* **Try it**
Count the lines containing "runs" in the entries underneath, and state that count without anything else.

Collected data entries
══════════════════════════════

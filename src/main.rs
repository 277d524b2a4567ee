use anyhow::{Context, Result};
use indicatif::ProgressBar;
use provision::cli::commands::{HistoryCommand, ProbeCommand, RunCommand, ValidateCommand};
use provision::cli::output::*;
use provision::cli::{Cli, Command};
use provision::core::config::{ConfigSource, ProvisionConfig};
use provision::core::{PipelineResult, StepAction};
use provision::execution::{ExecutionEvent, ProvisionEngine};
use provision::persistence::{create_summary, ExecutionSummary, InMemoryPersistence, PersistenceBackend};
use provision::probe::ToolProber;
use provision::runner::SystemRunner;
use std::path::{Path, PathBuf};
use std::sync::{Arc, Mutex};
use tracing::{debug, warn};
use tracing_subscriber::{EnvFilter, FmtSubscriber};

/// Lines of subprocess output shown after a failure
const OUTPUT_TAIL_LINES: usize = 20;

#[tokio::main]
async fn main() {
    let cli = Cli::from_args();

    if let Err(e) = init_logging(cli.verbose) {
        eprintln!("[ERROR] {:#}", e);
        std::process::exit(1);
    }

    let code = match dispatch(&cli).await {
        Ok(code) => code,
        Err(e) => {
            eprintln!("{} {:#}", style("[ERROR]").red().bold(), e);
            1
        }
    };
    std::process::exit(code);
}

fn init_logging(verbose: bool) -> Result<()> {
    let filter = if verbose {
        EnvFilter::new("debug")
    } else {
        EnvFilter::try_from_default_env().unwrap_or_else(|_| EnvFilter::new("warn"))
    };
    let subscriber = FmtSubscriber::builder()
        .with_env_filter(filter)
        .with_writer(std::io::stderr)
        .finish();
    tracing::subscriber::set_global_default(subscriber)
        .context("Failed to set logging subscriber")
}

async fn dispatch(cli: &Cli) -> Result<i32> {
    let project_dir = resolve_project_dir(cli.project_dir.as_deref())?;
    let config_path = cli.config.as_deref();

    match cli.command() {
        Command::Run(cmd) => run_pipeline(&cmd, &project_dir, config_path).await,
        Command::Validate(cmd) => validate_config(&cmd, &project_dir, config_path),
        Command::Probe(cmd) => probe_tools(&cmd, &project_dir, config_path).await,
        Command::History(cmd) => show_history(&cmd, &project_dir).await,
    }
}

fn resolve_project_dir(explicit: Option<&Path>) -> Result<PathBuf> {
    let cwd = std::env::current_dir().context("Failed to read the current directory")?;
    let dir = match explicit {
        Some(path) if path.is_absolute() => path.to_path_buf(),
        Some(path) => cwd.join(path),
        None => cwd,
    };
    if !dir.is_dir() {
        anyhow::bail!("Project directory does not exist: {}", dir.display());
    }
    Ok(dir)
}

fn load_config(project_dir: &Path, config_path: Option<&Path>) -> Result<ProvisionConfig> {
    let (config, source) =
        ProvisionConfig::load(config_path, project_dir).context("Failed to load configuration")?;
    match source {
        ConfigSource::File(path) => debug!("Loaded configuration from {}", path.display()),
        ConfigSource::Defaults => debug!("No configuration file, using built-in defaults"),
    }
    Ok(config)
}

async fn open_store(no_history: bool, project_dir: &Path) -> Arc<dyn PersistenceBackend> {
    if no_history {
        return Arc::new(InMemoryPersistence::new());
    }

    #[cfg(feature = "sqlite")]
    {
        match provision::persistence::SqliteExecutionStore::for_project(project_dir).await {
            Ok(store) => return Arc::new(store),
            Err(e) => warn!("Run history unavailable: {:#}", e),
        }
    }
    #[cfg(not(feature = "sqlite"))]
    {
        let _ = project_dir;
        warn!("Built without sqlite support; run history is not persisted");
    }

    Arc::new(InMemoryPersistence::new())
}

async fn run_pipeline(
    cmd: &RunCommand,
    project_dir: &Path,
    config_path: Option<&Path>,
) -> Result<i32> {
    let config = load_config(project_dir, config_path)?;

    let mut pipeline = config.to_pipeline();
    if let Some(mode) = cmd.environment_mode() {
        pipeline.set_environment_mode(mode);
    }

    let store = open_store(cmd.no_history, project_dir).await;

    let runner = SystemRunner::new().with_timeout(config.timeout_secs);
    let engine = ProvisionEngine::new(runner, project_dir);

    // Console output, with a spinner while each step runs
    let spinner: Arc<Mutex<Option<ProgressBar>>> = Arc::new(Mutex::new(None));
    engine.add_event_handler(move |event| {
        let mut current = spinner.lock().unwrap_or_else(|poisoned| poisoned.into_inner());
        match &event {
            ExecutionEvent::StepStarted {
                description,
                index,
                total,
                ..
            } => {
                *current = Some(create_step_spinner(format!(
                    "[{}/{}] {}",
                    index, total, description
                )));
            }
            ExecutionEvent::StepCompleted { .. }
            | ExecutionEvent::StepFailed { .. }
            | ExecutionEvent::PipelineCompleted { .. } => {
                if let Some(bar) = current.take() {
                    bar.finish_and_clear();
                }
            }
            _ => {}
        }

        if let Some(line) = format_execution_event(&event) {
            match current.as_ref() {
                Some(bar) => bar.println(line),
                None => println!("{}", line),
            }
        }
    });

    let result = engine.execute(&mut pipeline).await;

    let summary = create_summary(&pipeline, &result);
    if let Err(e) = store.save_execution(&summary).await {
        warn!("Failed to save run history: {:#}", e);
    } else if !cmd.no_history {
        debug!("Run saved to history: {}", summary.execution_id);
    }

    match &result {
        PipelineResult::Succeeded { artifact } => {
            let artifact = artifact
                .as_ref()
                .map(|p| p.display().to_string())
                .unwrap_or_default();
            println!(
                "\n{} {} provisioned {} {}",
                CHECK,
                style(&pipeline.name).bold(),
                style("successfully").green(),
                style(artifact).dim()
            );
        }
        PipelineResult::Failed { error, .. } => {
            eprintln!("\n{} {}", style("[ERROR]").red().bold(), error);
            if let Some(hint) = error.hint() {
                eprintln!("{} {}", style("[HINT]").yellow().bold(), hint);
            }
            if let Some(output) = error.output().filter(|o| !o.trim().is_empty()) {
                eprintln!("{}", format_output(output, OUTPUT_TAIL_LINES));
            }
        }
    }

    Ok(result.exit_code())
}

fn validate_config(
    cmd: &ValidateCommand,
    project_dir: &Path,
    config_path: Option<&Path>,
) -> Result<i32> {
    let config = match load_config(project_dir, config_path) {
        Ok(config) => config,
        Err(e) => {
            println!("{} Validation failed:", CROSS);
            println!("  {}", style(format!("{:#}", e)).red());
            return Ok(1);
        }
    };
    let pipeline = config.to_pipeline();

    if cmd.json {
        let steps: Vec<_> = pipeline
            .steps
            .iter()
            .map(|step| {
                serde_json::json!({
                    "id": step.id,
                    "kind": step.kind(),
                    "description": step.description,
                })
            })
            .collect();
        let data = serde_json::json!({ "config": config, "steps": steps });
        println!("{}", serde_json::to_string_pretty(&data)?);
        return Ok(0);
    }

    println!(
        "{} Configuration is valid: {}",
        CHECK,
        style(&pipeline.name).bold()
    );
    for (index, step) in pipeline.steps.iter().enumerate() {
        println!("  {}", format_plan_step(index, step));
    }
    Ok(0)
}

async fn probe_tools(
    cmd: &ProbeCommand,
    project_dir: &Path,
    config_path: Option<&Path>,
) -> Result<i32> {
    let config = load_config(project_dir, config_path)?;
    let pipeline = config.to_pipeline();
    let prober = ToolProber::from_env(project_dir);
    let runner = SystemRunner::new().with_timeout(config.timeout_secs);

    let mut reports = Vec::new();
    for step in &pipeline.steps {
        let tool = match &step.action {
            StepAction::RequireTool { tool, .. } | StepAction::EnsureTool { tool, .. } => tool,
            _ => continue,
        };
        reports.push(prober.probe(tool, &runner).await);
    }

    if cmd.json {
        println!("{}", serde_json::to_string_pretty(&reports)?);
    } else {
        for report in &reports {
            println!("{}", format_probe_report(report));
        }
    }

    Ok(if reports.iter().all(|r| r.is_found()) { 0 } else { 1 })
}

/// Recorded history, opened read-only; `None` when no run was ever saved
async fn open_history(project_dir: &Path) -> Result<Option<Arc<dyn PersistenceBackend>>> {
    #[cfg(feature = "sqlite")]
    {
        let store = provision::persistence::SqliteExecutionStore::open_existing(project_dir)
            .await
            .context("Failed to open run history")?;
        Ok(store.map(|s| Arc::new(s) as Arc<dyn PersistenceBackend>))
    }
    #[cfg(not(feature = "sqlite"))]
    {
        let _ = project_dir;
        Ok(None)
    }
}

async fn show_history(cmd: &HistoryCommand, project_dir: &Path) -> Result<i32> {
    let Some(store) = open_history(project_dir).await? else {
        if cmd.json {
            let data = serde_json::json!({ "executions": [] });
            println!("{}", serde_json::to_string_pretty(&data)?);
        } else {
            println!("{} No runs recorded yet", INFO);
        }
        return Ok(0);
    };

    // If specific execution ID is requested
    if let Some(exec_id_str) = &cmd.execution_id {
        let exec_id = uuid::Uuid::parse_str(exec_id_str).context("Invalid execution ID format")?;
        match store.load_execution(exec_id).await? {
            Some(summary) => print_execution_details(&summary, cmd.json)?,
            None => println!("{} Execution not found", WARN),
        }
        return Ok(0);
    }

    let executions = store.list_recent(cmd.limit).await?;

    if cmd.json {
        let data = serde_json::json!({ "executions": executions });
        println!("{}", serde_json::to_string_pretty(&data)?);
        return Ok(0);
    }

    if executions.is_empty() {
        println!("{} No runs recorded yet", INFO);
        return Ok(0);
    }

    println!("{} Run history (latest {}):", INFO, executions.len());
    for summary in &executions {
        println!("  {}", format_execution_summary(summary));
    }

    Ok(0)
}

fn print_execution_details(summary: &ExecutionSummary, json: bool) -> Result<()> {
    if json {
        println!("{}", serde_json::to_string_pretty(summary)?);
        return Ok(());
    }

    println!("{} Run Details", INFO);
    println!("  ID: {}", style(summary.execution_id).cyan());
    println!("  Pipeline: {}", style(&summary.pipeline_name).bold());
    println!("  Status: {}", format_status(summary.status));
    println!("  Started: {}", style(summary.started_at.to_rfc3339()).dim());
    if let Some(completed) = summary.completed_at {
        println!("  Finished: {}", style(completed.to_rfc3339()).dim());
        if let Ok(duration) = completed.signed_duration_since(summary.started_at).to_std() {
            println!("  Duration: {}", style(format_duration(duration)).dim());
        }
    }
    println!(
        "  Progress: {} ({}/{})",
        style(format!("{:.0}%", summary.progress() * 100.0)).cyan(),
        summary.completed_steps,
        summary.total_steps
    );
    if let Some(step) = &summary.failed_step {
        println!("  Failed at: {}", style(step).red());
    }
    if let Some(artifact) = &summary.artifact {
        println!("  Artifact: {}", style(artifact).green());
    }

    Ok(())
}
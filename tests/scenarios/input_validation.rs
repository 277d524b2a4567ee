//! Test: Input validation happens before anything else

use crate::helpers::*;

#[tokio::test]
async fn test_missing_entry_script_stops_before_probing() {
    let machine = FakeMachine::new().with_runtime();
    std::fs::remove_file(machine.project.join("mlo_cleaner_gui_dark_multi.py")).unwrap();

    let outcome = machine.run().await;

    assert_failed_at(&outcome, "check-inputs", "mlo_cleaner_gui_dark_multi.py");
    assert!(machine.runner.calls().is_empty(), "no process may run");
}

#[tokio::test]
async fn test_missing_icon_stops_before_probing() {
    let machine = FakeMachine::new().with_runtime();
    std::fs::remove_file(machine.project.join("icon.png")).unwrap();

    let outcome = machine.run().await;

    assert_failed_at(&outcome, "check-inputs", "icon.png");
    assert!(machine.runner.calls().is_empty());
    assert!(!machine.project.join(".venv").exists());
}

#[tokio::test]
async fn test_inputs_are_resolved_against_project_dir() {
    let machine = FakeMachine::new().with_runtime();
    std::fs::create_dir_all(machine.project.join("assets")).unwrap();
    std::fs::rename(
        machine.project.join("icon.png"),
        machine.project.join("assets").join("app.png"),
    )
    .unwrap();

    let mut config = machine.config();
    config.app.icon_source = "assets/app.png".to_string();
    config.app.data_files.clear();

    let outcome = machine.run_config(&config).await;

    assert_succeeded(&outcome);
    assert!(machine.runner.ran("assets/app.png assets/app.ico"));
}
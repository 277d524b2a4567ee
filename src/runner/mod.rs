//! Process runner - the only way the pipeline touches external programs

pub mod process;
pub mod response;

use async_trait::async_trait;
pub use process::SystemRunner;
pub use response::{CommandOutput, Invocation, RunnerError};

/// Trait for running external processes - allows faking the machine in tests
#[async_trait]
pub trait ProcessRunner: Send + Sync {
    /// Run an invocation to completion and capture its output
    async fn run(&self, invocation: &Invocation) -> Result<CommandOutput, RunnerError>;
}

#[async_trait]
impl<T: ProcessRunner + ?Sized> ProcessRunner for std::sync::Arc<T> {
    async fn run(&self, invocation: &Invocation) -> Result<CommandOutput, RunnerError> {
        (**self).run(invocation).await
    }
}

══════════════════════════════

* **Result of the exercise**
3